« Je pousse la grille de l’atelier et j’entre dans le silence d’une présence. Elles sont là, chaque matin, avec leurs regards de granit. Vivantes. Qui m’attendent dans la cour pavée que l’herbe envahit lentement : formes sculptées de ma main, passées, à venir. Par elles, je grave une parole de pierre dans le livre des mémoires, tout ce dont mon corps se souvient et qui, au bout de mes doigts, célèbre le rythme de la vie, plus puissant que le cœur de la mort. Je ne peux rien dire, mais je ne puis non plus me taire.
Qui a connu les camps de concentration ne s’en libère jamais. Ils sont là, chaque nuit, et avec eux, chaque matin, ceux qui sont morts assassinés à mes côtés, témoins d’une ténèbre absolue et informe à partir de laquelle je sculpte l’espérance. »

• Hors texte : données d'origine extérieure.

use anyhow::{bail, Context, Result};
use log::info;
use tokio::task::JoinHandle;
use tokio_util::sync::CancellationToken;

use crate::browser::Browser;

use super::cycle::Monitor;
use super::loop_worker::poll_loop;

pub struct MonitorController<B: Browser + 'static> {
    handle: Option<JoinHandle<Monitor<B>>>,
    cancel_token: Option<CancellationToken>,
}

impl<B: Browser + 'static> MonitorController<B> {
    pub fn new() -> Self {
        Self {
            handle: None,
            cancel_token: None,
        }
    }

    pub fn is_running(&self) -> bool {
        self.handle.is_some()
    }

    pub fn start(&mut self, monitor: Monitor<B>) -> Result<()> {
        if self.is_running() {
            bail!("monitor already running");
        }

        let cancel_token = CancellationToken::new();
        let handle = tokio::spawn(poll_loop(monitor, cancel_token.clone()));

        info!("Poll loop started");
        self.handle = Some(handle);
        self.cancel_token = Some(cancel_token);
        Ok(())
    }

    /// Cancel the loop, wait for it to finish its current step, and close
    /// the browser.
    pub async fn stop(&mut self) -> Result<()> {
        if let Some(token) = self.cancel_token.take() {
            token.cancel();
        }

        let Some(handle) = self.handle.take() else {
            return Ok(());
        };
        let monitor = handle.await.context("poll loop task failed to join")?;
        monitor.shutdown().await;
        Ok(())
    }
}

impl<B: Browser + 'static> Default for MonitorController<B> {
    fn default() -> Self {
        Self::new()
    }
}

Shelomo Selinger, juif polonais, est entré dans l »enfer nazi à l’âge de quatorze ans. En quatre années d’horreur, il a connu neuf camps de concentration et deux marches de la mort. Comment a-t-il pu survivre? « L’instinct, le hasard, la fraternité. Et puis l’oubli », répond-il.
L’amnésie totale s’est en effet emparée de lui du jour où où il a été libéré, et l’a protégé pendant sept longues années des fantômes de la Shoah. Elle ne s’est dissipée que lorsqu’il est vraiment revenu à la vie par la grâce d’une double rencontre : celle de l’amour et de l’art.
Depuis, Shelomo Selinger ne cesse de témoigner par ses dessins et ses scultpures monumentales qui se dressent à Drancy, La Courneuve, Luxembourg ou dans l’Allée des Justes des Nations au mémorial Yad Vashem de Jérusalem.
Mais l’artiste chante aussi l’enfance, la femme, l’espérance qu’il incarne dans le bois et le granit. Et dans ce livre où l’écrivain Laurence Nobécourt lui a prêté sa plus de feu, il déclare son amour inaltérable de la Vie : » Il n’y a rien de plus sacré que la Vie. Même Dieu n’est pas aussi sacré. »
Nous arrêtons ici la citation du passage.